Investors will be alert to China's gross domestic product data for the second quarter, which will be published at 10:00 a.m. HK / SIN, for clues about whether policy makers will introduce more stimulus measures in the coming months.
"GDP for the Chinese quarter in June is expected to show a slowdown in annual growth to 6.2% from 6.4% in the previous quarter," Diana Mousina, an economist at AMP Capital, wrote in a note on Friday.
Hong Kong's Hang Seng index fell 1.22%, and the city is still trapped in confusion surrounding a controversial extradition bill. The Financial Times reported Sunday that Beijing has refused to accept the resignation of Hong Kong Chief Executive Carrie Lam, citing sources.

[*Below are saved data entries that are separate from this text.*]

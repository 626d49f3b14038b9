//! Runtime value type.
//!
//! The language is loosely typed: arithmetic works on numbers, `+` also
//! concatenates when either side is a string, and any value can be tested
//! for truthiness.  Hosts can pass opaque objects through as [`HostValue`].

use std::any::Any;
use std::fmt;
use std::sync::Arc;

/// An opaque, shareable object supplied by the host application.
///
/// Two host values are equal only if they wrap the same allocation.
#[derive(Clone)]
pub struct HostValue {
    inner: Arc<dyn Any + Send + Sync>,
    type_name: &'static str,
}

impl HostValue {
    pub fn new<T: Any + Send + Sync>(value: T) -> Self {
        HostValue {
            inner: Arc::new(value),
            type_name: std::any::type_name::<T>(),
        }
    }

    pub fn downcast_ref<T: Any>(&self) -> Option<&T> {
        self.inner.downcast_ref::<T>()
    }

    pub fn type_name(&self) -> &'static str {
        self.type_name
    }
}

impl PartialEq for HostValue {
    fn eq(&self, other: &Self) -> bool {
        Arc::ptr_eq(&self.inner, &other.inner)
    }
}

impl fmt::Debug for HostValue {
    fn fmt(&self, f: &mut fmt::Formatter<'_>) -> fmt::Result {
        write!(f, "HostValue({})", self.type_name)
    }
}

/// A runtime value.
#[derive(Debug, Clone, Default)]
pub enum Value {
    #[default]
    Null,
    Bool(bool),
    Int(i64),
    Float(f64),
    Str(String),
    Host(HostValue),
}

impl fmt::Display for Value {
    fn fmt(&self, f: &mut fmt::Formatter<'_>) -> fmt::Result {
        match self {
            Value::Null => f.write_str("null"),
            Value::Bool(b) => write!(f, "{b}"),
            Value::Int(n) => write!(f, "{n}"),
            // `f64`'s Display already omits a trailing ".0".
            Value::Float(x) => write!(f, "{x}"),
            Value::Str(s) => f.write_str(s),
            Value::Host(h) => write!(f, "<{}>", h.type_name()),
        }
    }
}

/// Loose equality: numbers compare by numeric value, host objects by
/// identity, everything else structurally.
impl PartialEq for Value {
    fn eq(&self, other: &Self) -> bool {
        match (self, other) {
            (Value::Null, Value::Null) => true,
            (Value::Bool(a), Value::Bool(b)) => a == b,
            (Value::Str(a), Value::Str(b)) => a == b,
            (Value::Host(a), Value::Host(b)) => a == b,
            (Value::Int(a), Value::Int(b)) => a == b,
            _ => match (self.as_f64(), other.as_f64()) {
                (Some(a), Some(b)) => a == b,
                _ => false,
            },
        }
    }
}

impl Value {
    /// `Null` is false, numbers are true when non-zero, strings when
    /// non-empty, host objects always.
    pub fn is_truthy(&self) -> bool {
        match self {
            Value::Null => false,
            Value::Bool(b) => *b,
            Value::Int(n) => *n != 0,
            Value::Float(x) => *x != 0.0,
            Value::Str(s) => !s.is_empty(),
            Value::Host(_) => true,
        }
    }

    pub fn is_null(&self) -> bool {
        matches!(self, Value::Null)
    }

    pub fn is_number(&self) -> bool {
        matches!(self, Value::Int(_) | Value::Float(_))
    }

    /// The numeric value, if this is a number.  Strings are not parsed.
    pub fn as_f64(&self) -> Option<f64> {
        match self {
            Value::Int(n) => Some(*n as f64),
            Value::Float(x) => Some(*x),
            _ => None,
        }
    }

    pub fn as_str(&self) -> Option<&str> {
        match self {
            Value::Str(s) => Some(s),
            _ => None,
        }
    }

    /// Integers widen to `Float`; everything else is returned unchanged.
    pub fn normalize_number(self) -> Value {
        match self {
            Value::Int(n) => Value::Float(n as f64),
            other => other,
        }
    }

    pub fn type_name(&self) -> &'static str {
        match self {
            Value::Null => "null",
            Value::Bool(_) => "boolean",
            Value::Int(_) => "integer",
            Value::Float(_) => "double",
            Value::Str(_) => "string",
            Value::Host(h) => h.type_name(),
        }
    }

    pub fn host<T: Any + Send + Sync>(value: T) -> Value {
        Value::Host(HostValue::new(value))
    }

    /// Parse a bare word the way unquoted settings values are read:
    /// number, then boolean, then plain string.
    pub fn from_bare(text: &str) -> Value {
        let t = text.trim();
        if let Ok(n) = t.parse::<i64>() {
            Value::Int(n)
        } else if let Some(x) = parse_float(t) {
            Value::Float(x)
        } else if t.eq_ignore_ascii_case("true") {
            Value::Bool(true)
        } else if t.eq_ignore_ascii_case("false") {
            Value::Bool(false)
        } else {
            Value::Str(text.to_string())
        }
    }
}

/// Decimal float parse that rejects the `inf`/`nan` spellings `f64` accepts.
pub(crate) fn parse_float(text: &str) -> Option<f64> {
    if text
        .chars()
        .any(|c| c.is_ascii_alphabetic() && !matches!(c, 'e' | 'E'))
    {
        return None;
    }
    text.parse().ok()
}

impl From<i32> for Value {
    fn from(n: i32) -> Self {
        Value::Int(i64::from(n))
    }
}

impl From<i64> for Value {
    fn from(n: i64) -> Self {
        Value::Int(n)
    }
}

impl From<f64> for Value {
    fn from(x: f64) -> Self {
        Value::Float(x)
    }
}

impl From<bool> for Value {
    fn from(b: bool) -> Self {
        Value::Bool(b)
    }
}

impl From<String> for Value {
    fn from(s: String) -> Self {
        Value::Str(s)
    }
}

impl From<&str> for Value {
    fn from(s: &str) -> Self {
        Value::Str(s.to_owned())
    }
}

impl<T: Into<Value>> From<Option<T>> for Value {
    fn from(v: Option<T>) -> Self {
        v.map_or(Value::Null, Into::into)
    }
}

// ── Tests ─────────────────────────────────────────────────────────────────────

Kospi of South Korea fell 0.55% in morning trade, and Samsung Electronics industry heavyweight shares fell more than 0.5%.
In Australia, the S & P / ASX 200 fell 0.73% due to the fall of most sectors. Shares of AMP wealth manager sank more than 15% after the company said it was "very unlikely to continue" with the sale of its life insurance and wealth protection business.

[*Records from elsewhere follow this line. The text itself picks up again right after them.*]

impl<O: PortOpener> Negotiator<O> {
    /// Create a negotiator for `port_name` aiming at `target`.
    pub fn new(opener: O, port_name: impl Into<String>, target: BaudCode) -> Self {
        Self {
            opener,
            port_name: port_name.into(),
            target,
            timings: NegotiationTimings::default(),
            scale: SampleScale::default(),
            clock: Box::new(unix_timestamp),
            cancelled: Arc::new(crate::is_interrupted_requested),
            state: NegotiationState::Disconnected,
            port: None,
            handshake: None,
        }
    }

    /// Override the delays.
    #[must_use]
    pub fn with_timings(mut self, timings: NegotiationTimings) -> Self {
        self.timings = timings;
        self
    }

    /// Set the transfer function handed to the stream session.
    #[must_use]
    pub fn with_scale(mut self, scale: SampleScale) -> Self {
        self.scale = scale;
        self
    }

    /// Replace the wall clock used for the handshake timestamp.
    #[must_use]
    pub fn with_clock<F>(mut self, clock: F) -> Self
    where
        F: Fn() -> u32 + Send + 'static,
    {
        self.clock = Box::new(clock);
        self
    }

    /// Replace the cancellation check (defaults to the global interrupt checker).
    #[must_use]
    pub fn with_cancel_check<F>(mut self, check: F) -> Self
    where
        F: Fn() -> bool + Send + Sync + 'static,
    {
        self.cancelled = Arc::new(check);
        self
    }

    /// Current state.
    pub fn state(&self) -> &NegotiationState {
        &self.state
    }

    /// Target rate.
    pub fn target(&self) -> BaudCode {
        self.target
    }

    /// Port name.
    pub fn port_name(&self) -> &str {
        &self.port_name
    }

    /// Delays in use.
    pub fn timings(&self) -> &NegotiationTimings {
        &self.timings
    }

    /// Handshake written by the last [`send_handshake`](Self::send_handshake).
    pub fn last_handshake(&self) -> Option<&HandshakePacket> {
        self.handshake
            .as_ref()
    }

    /// Run every step in order and hand over the streaming session.
    pub fn run(&mut self) -> Result<StreamSession<O::Port>> {
        self.connect()?;
        self.send_handshake()?;
        self.await_reconfig()?;
        self.reconnect()?;
        self.confirm_streaming()
    }

    /// Open the port at 9600 and wait for the board to boot.
    pub fn connect(&mut self) -> Result<()> {
        self.require(&NegotiationState::Disconnected, "connect")?;
        let result = self.try_connect();
        self.finish_step(result)
    }

    fn try_connect(&mut self) -> Result<()> {
        self.check_cancelled()?;
        info!(
            "Connecting to {} at {} baud",
            self.port_name,
            DEFAULT_BAUD.baud()
        );
        let port = self.open_at(DEFAULT_BAUD)?;
        self.port = Some(port);

        debug!("Waiting {:?} for board boot", self.timings.boot_delay);
        self.wait(self.timings.boot_delay)?;
        self.transition(NegotiationState::ConnectedAtDefault);
        Ok(())
    }

    /// Write the baud select handshake.
    ///
    /// This is the only path that reconfigures the board. Calling it from any
    /// state other than [`NegotiationState::ConnectedAtDefault`] is rejected
    /// without touching the port.
    pub fn send_handshake(&mut self) -> Result<HandshakePacket> {
        if self.state != NegotiationState::ConnectedAtDefault {
            return Err(Error::ReconfigurationRejected(format!(
                "handshake requires state '{}', current state is '{}'",
                NegotiationState::ConnectedAtDefault,
                self.state
            )));
        }
        let result = self.try_send_handshake();
        self.finish_step(result)
    }

    fn try_send_handshake(&mut self) -> Result<HandshakePacket> {
        self.check_cancelled()?;
        let packet = HandshakePacket::baud_select(self.target, (self.clock)());
        let bytes = packet.encode();

        let port = self.port_mut()?;
        port.clear_input()?;
        info!("Sending handshake: {}", hex_string(&bytes));
        let written = port.write_bytes(&bytes)?;
        if written != HANDSHAKE_SIZE {
            return Err(Error::Transport(format!(
                "short handshake write: {written} of {HANDSHAKE_SIZE} bytes"
            )));
        }

        debug!(
            "Requested {} at timestamp {}",
            self.target, packet.timestamp
        );
        self.handshake = Some(packet);
        self.transition(NegotiationState::HandshakeSent);
        Ok(packet)
    }

    /// Give the board time to switch and drain what it sent meanwhile.
    pub fn await_reconfig(&mut self) -> Result<()> {
        self.require(&NegotiationState::HandshakeSent, "await_reconfig")?;
        let result = self.try_await_reconfig();
        self.finish_step(result)
    }

    fn try_await_reconfig(&mut self) -> Result<()> {
        debug!(
            "Waiting {:?} for board to switch rates",
            self.timings.settle_delay
        );
        self.wait(self.timings.settle_delay)?;

        // Bounded by one poll interval so a chattering line cannot stall us
        let deadline = Instant::now() + self.timings.poll_interval;
        let mut kept = Vec::new();
        let mut total = 0usize;
        let mut buf = [0u8; 64];
        while Instant::now() < deadline {
            self.check_cancelled()?;
            let n = self
                .port_mut()?
                .read_available(&mut buf)?;
            if n == 0 {
                break;
            }
            total += n;
            let room = DRAIN_LIMIT.saturating_sub(kept.len());
            kept.extend_from_slice(&buf[..n.min(room)]);
        }
        if total > 0 {
            // Anything here was sent before the switch or is misframed
            debug!(
                "Drained {} byte(s) at {} baud",
                total,
                DEFAULT_BAUD.baud()
            );
            trace!("Drained: {}", hex_string(&kept));
        }

        self.transition(NegotiationState::AwaitingDeviceReconfig);
        Ok(())
    }

    /// Close the port and open a fresh one at the target rate.
    pub fn reconnect(&mut self) -> Result<()> {
        self.require(&NegotiationState::AwaitingDeviceReconfig, "reconnect")?;
        let result = self.try_reconnect();
        self.finish_step(result)
    }

    fn try_reconnect(&mut self) -> Result<()> {
        self.release_port();
        self.wait(self.timings.reopen_pause)?;

        info!(
            "Reconnecting to {} at {} baud",
            self.port_name,
            self.target.baud()
        );
        let port = self.open_at(self.target)?;
        self.port = Some(port);
        self.transition(NegotiationState::ReconnectingAtTarget);
        Ok(())
    }

    /// Wait for the first valid frame at the target rate.
    pub fn confirm_streaming(&mut self) -> Result<StreamSession<O::Port>> {
        self.require(&NegotiationState::ReconnectingAtTarget, "confirm_streaming")?;
        let result = self.try_confirm_streaming();
        self.finish_step(result)
    }

    fn try_confirm_streaming(&mut self) -> Result<StreamSession<O::Port>> {
        let window = self.timings.observation_window;
        let mut decoder = FrameDecoder::new(self.scale);
        let mut buf = [0u8; CONFIRM_CHUNK];
        let start = Instant::now();

        self.port_mut()?
            .clear_input()?;

        let first = loop {
            self.check_cancelled()?;
            if start.elapsed() >= window {
                warn!(
                    "No valid frame at {} baud within {:?}",
                    self.target.baud(),
                    window
                );
                return Err(Error::NegotiationTimeout { window });
            }

            let n = self
                .port_mut()?
                .read_available(&mut buf)?;
            if n == 0 {
                thread::sleep(self.timings.poll_interval);
                continue;
            }
            decoder.extend(&buf[..n]);
            if let Some(record) = decoder.next_record() {
                break record;
            }
        };

        info!(
            "Streaming at {} baud after {:?}",
            self.target.baud(),
            start.elapsed()
        );
        let mut pending = vec![first];
        pending.extend(decoder.drain_records());

        let port = self
            .port
            .take()
            .ok_or_else(|| Error::Transport("port not open".to_string()))?;
        self.transition(NegotiationState::Streaming);
        Ok(StreamSession::new(port, decoder, pending))
    }

    /// Abandon negotiation and release the port.
    pub fn cancel(&mut self) {
        if !matches!(self.state, NegotiationState::Failed(_)) {
            info!("Negotiation cancelled in state '{}'", self.state);
        }
        self.release_port();
        self.state = NegotiationState::Failed(FailureReason::Cancelled);
    }

    /// Release the port and return to [`NegotiationState::Disconnected`].
    pub fn reset(&mut self) {
        self.release_port();
        self.handshake = None;
        self.state = NegotiationState::Disconnected;
    }

    fn open_at(&mut self, code: BaudCode) -> Result<O::Port> {
        let config = SerialConfig::new(&self.port_name, code.baud())
            .with_timeout(self.timings.poll_interval);
        let port = self
            .opener
            .open(&config)?;
        debug!(
            "Opened {} at {} baud (read timeout {:?})",
            port.name(),
            port.baud_rate(),
            port.timeout()
        );
        Ok(port)
    }

    fn port_mut(&mut self) -> Result<&mut O::Port> {
        self.port
            .as_mut()
            .ok_or_else(|| Error::Transport("port not open".to_string()))
    }

    fn release_port(&mut self) {
        if let Some(mut port) = self.port.take() {
            if let Err(e) = port.close() {
                debug!("Error closing {}: {e}", self.port_name);
            }
        }
    }

    fn require(&self, expected: &NegotiationState, step: &str) -> Result<()> {
        if &self.state == expected {
            Ok(())
        } else {
            Err(Error::InvalidState(format!(
                "{step} requires state '{expected}', current state is '{}'",
                self.state
            )))
        }
    }

    fn transition(&mut self, next: NegotiationState) {
        debug!("Negotiation: {} -> {}", self.state, next);
        self.state = next;
    }

    fn finish_step<T>(&mut self, result: Result<T>) -> Result<T> {
        if let Err(ref e) = result {
            warn!("Negotiation failed in state '{}': {e}", self.state);
            self.release_port();
            self.state = NegotiationState::Failed(FailureReason::from(e));
        }
        result
    }

    fn check_cancelled(&self) -> Result<()> {
        if (self.cancelled)() {
            Err(Error::Interrupted)
        } else {
            Ok(())
        }
    }

    /// Sleep in poll-interval slices, checking for cancellation.
    fn wait(&self, duration: Duration) -> Result<()> {
        let slice = self
            .timings
            .poll_interval
            .max(Duration::from_millis(1));
        let deadline = Instant::now() + duration;
        loop {
            self.check_cancelled()?;
            let now = Instant::now();
            if now >= deadline {
                return Ok(());
            }
            thread::sleep(slice.min(deadline - now));
        }
    }
}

Markets in Japan are closed on Monday for a holiday.
That is happening amid rising expectations that the US Federal Reserve will reduce interest rates at its monetary policy meeting later this month. Market expectations for lower rates are currently at 100%, according to the FedWatch tool of the CME Group.
Most indexes on Wall Street posted solid gains last week amid testimony from the top Fed official that indicated a rate cut was taking place. The Dow Jones Industrial Average ended its trading week at a record level, while the S & P 500 reached its first close above 3,000.
Meanwhile, the US Office of Environmental Safety and Control. UU He said Sunday that Tropical Storm Barry has reduced 73% of crude oil production in the US-regulated areas. UU From the Gulf of Mexico. Oil prices saw strong gains last week amid disruptions caused by the storm and geopolitical concerns.
On the morning of Asia's trading hours on Monday, oil prices reduced some of the previous week's gains, as benchmark futures of Brent crude fell 0.27% to $ 66.54 per barrel and crude oil futures The United States fell 0.37% to $ 59.99 per barrel.
The index of the US dollar, which tracks the dollar against a basket of its peers, stood at 96,843, after peaks above 97.5 seen last week.
The Japanese yen traded at 107.84 against the dollar after seeing levels above 108.8 in the previous week. The Australian dollar was at $ 0.7011 after a rebound of levels below $ 0.692 last week.
Here is a look at some of the data that will be published on the next day:
- China: GDP for the second quarter, industrial production, investment in fixed badets, retail sales and energy production data at 10:00 a.m. HK / SIN
- Indonesia: commercial data for June at 12:00 p.m. HK / SIN
- India: wholesale price index for June at 2:30 p.m. HK / SIN
– Fred Imbert of CNBC contributed to this report.